Hall-of-Fame NFL coach Bill Parcells was famous for saying about football teams - "You are what your record says you are." Paraphrasing to golf and you are what your scores say you are.

Since his irresponsible car accident in February of 2021, Tiger Woods has played in five events and only finished 72 holes in two of them.

Since winning the 2019 Masters, Woods has not had a top 20 finish in any of the ten majors he's played. In fact, he's missed the cut in four of them and withdrew in two others.

The news last week that Woods underwent corrective ankle surgery signals the high probability competitive golf in 2022 is now over.

The bigger question mark is why Tiger believes playing at the highest level in golf is still doable? Woods has stated previously when he believes he can no longer play at the highest level he will simply stop doing so. Well, memo to Tiger, that day now seems at hand.

Much has been made by a few in the media and other Tiger supporters that it's simply the walking aspect that's the main impediment preventing him from returning to form. Candidly, these same people must be drinking serious Kool-Aid because since the 2019 Masters victory Woods has not shown anything remotely close to the kind of consistent shotmaking needed to compete with the world's best.

The benchmark is not simply making cuts - but actually competing.

Great athletes possess the capacity to push beyond limits others place upon them. Woods has always relished various challenges and throughout his superlative career he was able to not only accomplish what others said was not doable but go even beyond that.

It's not uncommon for athletes at the elite level to take this resolute belief in themselves and believe it can be again summoned when called upon.

Woods has had multiple surgeries over the years and the recent one on his ankle is just another example that while Tiger is chronologically 47 years old his body is much older than that.

When Tiger first came onto the PGA TOUR in 1996 his swing was the poster child of flexibility and strength. The Woods who appeared at Augusta just a few weeks ago featured a swing with limited lower body movement and one dependent on upper body action.

Tigers Torment
(AP Photo/Matt Slocum)

There have been glimpses of quality shotmaking but the necessary gearbox to produce consistently has been absent. If you want to compete successfully at the world class elite level you need to have the capacity to demonstrate scores in the 60s.

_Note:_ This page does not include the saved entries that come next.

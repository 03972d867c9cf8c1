use serverlist_api::HttpClient;
use serverlist_api::http::GametoolsClient;
use serverlist_core::RunSummary;
use serverlist_core::sources::gametools::GametoolsSource;

use crate::cli::GametoolsArgs;
use crate::config::{self, Config};
use crate::error::CliError;

pub async fn handle(args: GametoolsArgs, config: &Config) -> Result<RunSummary, CliError> {
    let http = HttpClient::new(&config::transport(Some(&args.http), config))?;
    let base = config::upstream_url("gametools", &config.upstream.gametools)?;
    let source = GametoolsSource::new(
        GametoolsClient::new(http, base),
        args.game,
        config::page_options(&args.http, config)?,
        config::add_links(&args.common, config),
        args.include_official,
    );

    let options = config::lister_options(&args.common, config, args.game.as_ref())?;
    super::run(source, options).await
}
//! Known server set and its on-disk form.

pub mod file;
pub mod list;

pub use file::{list_path, load, save};
pub use list::{ReconcileSummary, ServerList};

That high bar has escaped Tiger because his play has been inconsistent.

Tiger grinded out 36 holes and make the cut at Augusta for a record tying 23rd consecutive time. However, when the weather turned cold and rainy the wherewithal to push matters to conclusion was clearly discomforting to him and necessitated a withdrawal.

Fans still want Tiger to be on the scene competing for titles. However, the Woods we see today is having to work especially hard simply to make cuts.

It's unlikely Woods will announce his retirement from competitive golf because Tiger, like other elite athletes, still believes he can summon one more vintage performance. The reality is that the final curtain call in majors has already come from the awarding of his 5th Green Jacket four years ago.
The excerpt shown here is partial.